*** Extracted data Section Begins ***
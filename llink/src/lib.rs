//! Relocatable linker for LCC object modules.
//!
//! Modules are merged in the order given: each module's code lands at the
//! current end of the merged code array and every header entry address is
//! translated by that base. Cross-module references then resolve through
//! three fix-up tables, distinguished by the width of the instruction field
//! they patch: `E` (the 11-bit `bl` field), `e` (the 9-bit `ld`/`st`/`lea`
//! field) and `V` (a full word). `A` records mark words holding
//! module-relative absolute addresses, biased by their module's base.
//!
//! The output is itself re-linkable: exports survive as `G` entries and
//! every resolved full-word reference leaves an `A` entry behind.

use std::collections::HashMap;
use std::fmt;
use std::path::{Path, PathBuf};

use log::debug;

use lexfile::{Entry, ObjModule};


const ADDRESS_SPACE: usize = 1 << 16;

#[derive(Debug)]
pub enum Error {
    Io(std::io::Error, PathBuf),
    Module(lexfile::Error, PathBuf),
    MultipleEntryPoints,
    MultipleDefinitions(String),
    UndefinedExternal(String),
    TooBig,
}

impl fmt::Display for Error {
    fn fmt(&self, f: &mut fmt::Formatter) -> fmt::Result {
        match self {
            Error::Io(err, path) => write!(f, "{}: {}", path.display(), err),
            Error::Module(err, path) => write!(f, "{}: {}", path.display(), err),
            Error::MultipleEntryPoints => f.write_str("Multiple entry points"),
            Error::MultipleDefinitions(label) => {
                write!(f, "Multiple definitions of {}", label)
            }
            Error::UndefinedExternal(label) => {
                write!(f, "undefined external reference: {}", label)
            }
            Error::TooBig => f.write_str("program too big"),
        }
    }
}

impl std::error::Error for Error {}

struct ExternRef {
    addr: u16,
    label: String,
}

struct AdjustRec {
    addr: u16,
    module_start: u16,
}

/// Accumulates modules, then resolves and emits the merged executable.
#[derive(Default)]
pub struct Linker {
    mca: Vec<u16>,
    start: Option<u16>,
    globals: HashMap<String, u16>,
    global_order: Vec<String>,
    refs11: Vec<ExternRef>,
    refs9: Vec<ExternRef>,
    refs_word: Vec<ExternRef>,
    adjusts: Vec<AdjustRec>,
}

impl Linker {
    pub fn new() -> Linker {
        Linker::default()
    }

    /// Merges one module at the current end of the code array.
    pub fn add_module(&mut self, module: &ObjModule) -> Result<(), Error> {
        if self.mca.len() + module.code().len() > ADDRESS_SPACE {
            return Err(Error::TooBig);
        }
        let base = self.mca.len() as u16;

        for entry in module.entries() {
            let addr = entry.addr().wrapping_add(base);
            match entry {
                Entry::Start(_) => {
                    if self.start.is_some() {
                        return Err(Error::MultipleEntryPoints);
                    }
                    self.start = Some(addr);
                }
                Entry::Global { label, .. } => {
                    if self.globals.contains_key(label) {
                        return Err(Error::MultipleDefinitions(label.clone()));
                    }
                    self.globals.insert(label.clone(), addr);
                    self.global_order.push(label.clone());
                }
                Entry::Extern11 { label, .. } => self.refs11.push(ExternRef {
                    addr,
                    label: label.clone(),
                }),
                Entry::Extern9 { label, .. } => self.refs9.push(ExternRef {
                    addr,
                    label: label.clone(),
                }),
                Entry::ExternWord { label, .. } => self.refs_word.push(ExternRef {
                    addr,
                    label: label.clone(),
                }),
                Entry::Adjust(_) => self.adjusts.push(AdjustRec {
                    addr,
                    module_start: base,
                }),
            }
        }

        self.mca.extend_from_slice(module.code());
        debug!(
            "merged module at base {:04x}, {} words",
            base,
            module.code().len()
        );
        Ok(())
    }

    fn resolve(&self, label: &str) -> Result<u16, Error> {
        self.globals
            .get(label)
            .copied()
            .ok_or_else(|| Error::UndefinedExternal(label.to_string()))
    }

    /// Patches a PC-relative field of `width` bits in place.
    fn patch_relative(mca: &mut [u16], addr: u16, target: u16, width: u32) {
        let mask = (1u16 << width) - 1;
        let word = mca[addr as usize];
        let disp = word & mask;
        let fixed = disp
            .wrapping_add(target)
            .wrapping_sub(addr)
            .wrapping_sub(1)
            & mask;
        mca[addr as usize] = (word & !mask) | fixed;
    }

    /// Resolves every external and adjustment, producing the executable.
    pub fn link(mut self) -> Result<ObjModule, Error> {
        for r in &self.refs11 {
            let target = self.resolve(&r.label)?;
            Linker::patch_relative(&mut self.mca, r.addr, target, 11);
            debug!("E {:04x} -> {} ({:04x})", r.addr, r.label, target);
        }
        for r in &self.refs9 {
            let target = self.resolve(&r.label)?;
            Linker::patch_relative(&mut self.mca, r.addr, target, 9);
            debug!("e {:04x} -> {} ({:04x})", r.addr, r.label, target);
        }
        for r in &self.refs_word {
            let target = self.resolve(&r.label)?;
            let word = self.mca[r.addr as usize];
            self.mca[r.addr as usize] = word.wrapping_add(target);
            debug!("V {:04x} -> {} ({:04x})", r.addr, r.label, target);
        }
        for a in &self.adjusts {
            let word = self.mca[a.addr as usize];
            self.mca[a.addr as usize] = word.wrapping_add(a.module_start);
        }

        let mut entries = Vec::new();
        if let Some(start) = self.start {
            entries.push(Entry::Start(start));
        }
        // exports survive so the result can be linked again
        for label in &self.global_order {
            entries.push(Entry::Global {
                addr: self.globals[label],
                label: label.clone(),
            });
        }
        // a resolved full-word reference needs biasing if relocated again
        for r in &self.refs_word {
            entries.push(Entry::Adjust(r.addr));
        }
        for a in &self.adjusts {
            entries.push(Entry::Adjust(a.addr));
        }

        Ok(ObjModule::from(entries, self.mca))
    }
}

/// Links modules in order into one executable.
pub fn link_modules(modules: &[ObjModule]) -> Result<ObjModule, Error> {
    let mut linker = Linker::new();
    for module in modules {
        linker.add_module(module)?;
    }
    linker.link()
}

/// Reads and links object files; no output is produced on any error.
pub fn link_files<P: AsRef<Path>>(paths: &[P]) -> Result<ObjModule, Error> {
    let mut linker = Linker::new();
    for path in paths {
        let path = path.as_ref();
        let module = lexfile::read_file(path).map_err(|err| match err {
            lexfile::Error::Io(io) => Error::Io(io, path.to_path_buf()),
            other => Error::Module(other, path.to_path_buf()),
        })?;
        linker.add_module(&module)?;
    }
    linker.link()
}
use super::*;

#[test]
fn bl_links_and_jumps() {
    // bl sub; halt; sub: mvi r1, 3; ret
    let program = [
        make_bl(1),
        make_trap(Register::R0, TrapVector::Halt),
        make_mvi(Register::R1, 3),
        make_ret(),
    ];
    let machine = crate::test::run_words(&program);
    assert_eq!(machine.register(Register::R1), 3);
    assert_eq!(machine.register(Register::Lr), 1);
}

#[test]
fn bl_backward() {
    // entry at 2: bl -3 jumps to 0
    let program = [
        make_mvi(Register::R2, 9),
        make_trap(Register::R0, TrapVector::Halt),
        make_bl((-3i16) as Word),
    ];
    let module = lexfile::ObjModule::from(vec![lexfile::Entry::Start(2)], program.to_vec());
    let mut machine = Machine::new(Console::canned(""));
    machine.load(&module, 0).unwrap();
    machine.run().unwrap();
    assert_eq!(machine.register(Register::R2), 9);
    assert_eq!(machine.register(Register::Lr), 3);
}

#[test]
fn blr_jumps_through_register() {
    let program = [
        make_mvi(Register::R1, 3),
        make_blr(Register::R1, 1),
        make_trap(Register::R0, TrapVector::Halt),
        0,
        make_mvi(Register::R2, 5),
        make_ret(),
    ];
    let machine = crate::test::run_words(&program);
    assert_eq!(machine.register(Register::R2), 5);
    assert_eq!(machine.register(Register::Lr), 2);
}

#[test]
fn jmp_does_not_link() {
    let program = [
        make_mvi(Register::R1, 3),
        make_jmp(Register::R1, 0),
        make_mvi(Register::R2, 1),
        make_trap(Register::R0, TrapVector::Halt),
    ];
    let machine = crate::test::run_words(&program);
    assert_eq!(machine.register(Register::R2), 0);
    assert_eq!(machine.register(Register::Lr), 0);
}

#[test]
fn ret_is_jmp_lr() {
    assert_eq!(make_ret(), make_jmp(Register::Lr, 0));
    assert_eq!(make_ret(), 0xc1c0);
}
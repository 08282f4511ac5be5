#[macro_use]
extern crate clap;

use clap::Arg;
use colored::Colorize;
use std::ffi::OsStr;
use std::path::{Path, PathBuf};

use lcc::{name_file, RunOptions};

fn main() {
    let matches = app_from_crate!()
        .arg(
            Arg::with_name("INPUTS")
                .help("Input file (.a/.e/.bin/.hex), or object modules (.o) to link")
                .required(true)
                .multiple(true),
        )
        .arg(
            Arg::with_name("output")
                .short("o")
                .long("output")
                .takes_value(true)
                .value_name("PATH")
                .help("Output path for the produced executable or object"),
        )
        .arg(
            Arg::with_name("load_point")
                .short("l")
                .long("load-point")
                .takes_value(true)
                .value_name("HEX")
                .help("Load point for execution, in hex (default 0)"),
        )
        .arg(
            Arg::with_name("bst")
                .short("x")
                .long("bst")
                .help("Also write the binary-digit .bst listing"),
        )
        .arg(
            Arg::with_name("trace")
                .short("t")
                .long("trace")
                .help("Trace each executed instruction to stderr"),
        )
        .arg(
            Arg::with_name("dump_registers")
                .short("r")
                .long("dump-registers")
                .help("Dump the registers after the run"),
        )
        .arg(
            Arg::with_name("dump_memory")
                .short("m")
                .long("dump-memory")
                .help("Dump the loaded memory after the run"),
        )
        .arg(
            Arg::with_name("nostats")
                .long("nostats")
                .help("Omit the statistics footer from the listing"),
        )
        .arg(
            Arg::with_name("no_listing")
                .long("no-listing")
                .help("Do not write .lst/.bst artifacts"),
        )
        .get_matches();

    let mut builder = env_logger::Builder::from_default_env();
    if matches.is_present("trace") {
        builder.filter(Some("lcpu"), log::LevelFilter::Trace);
    }
    builder.init();

    let inputs: Vec<PathBuf> = matches
        .values_of("INPUTS")
        .unwrap()
        .map(PathBuf::from)
        .collect();

    let load_point = match matches.value_of("load_point") {
        None => 0,
        Some(text) => match u16::from_str_radix(text.trim_start_matches("0x"), 16) {
            Ok(value) => value,
            Err(_) => {
                report_error(&format!("bad load point: {}", text));
                std::process::exit(1);
            }
        },
    };

    let user = match name_file::read_or_prompt(&inputs[0]) {
        Ok(user) => user,
        Err(_) => None,
    };

    let options = RunOptions {
        load_point,
        output: matches.value_of("output").map(PathBuf::from),
        input: None,
        user,
        write_bst: matches.is_present("bst"),
        nostats: matches.is_present("nostats"),
        no_listing: matches.is_present("no_listing"),
        dump_registers: matches.is_present("dump_registers"),
        dump_memory: matches.is_present("dump_memory"),
    };

    let result = if inputs.len() > 1 || has_extension(&inputs[0], "o") {
        // one or more object modules: link them into an executable
        lcc::link_objects(&inputs, &options)
    } else {
        lcc::run_file(&inputs[0], &options)
    };

    if let Err(err) = result {
        report_error(&err.to_string());
        std::process::exit(err.exit_code());
    }
}

fn has_extension(path: &Path, ext: &str) -> bool {
    path.extension().and_then(OsStr::to_str) == Some(ext)
}

fn report_error(message: &str) {
    eprintln!("{} {}", "error:".red().bold(), message);
}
*** Extracted data Section Ends ***
Instructions for the task: In the records above, the line with "into one executable." marks the start and the line with "on any error." marks the end; copy that stretch exactly, both lines included, and nothing else.

Reply:
/// Links modules in order into one executable.
pub fn link_modules(modules: &[ObjModule]) -> Result<ObjModule, Error> {
    let mut linker = Linker::new();
    for module in modules {
        linker.add_module(module)?;
    }
    linker.link()
}

/// Reads and links object files; no output is produced on any error.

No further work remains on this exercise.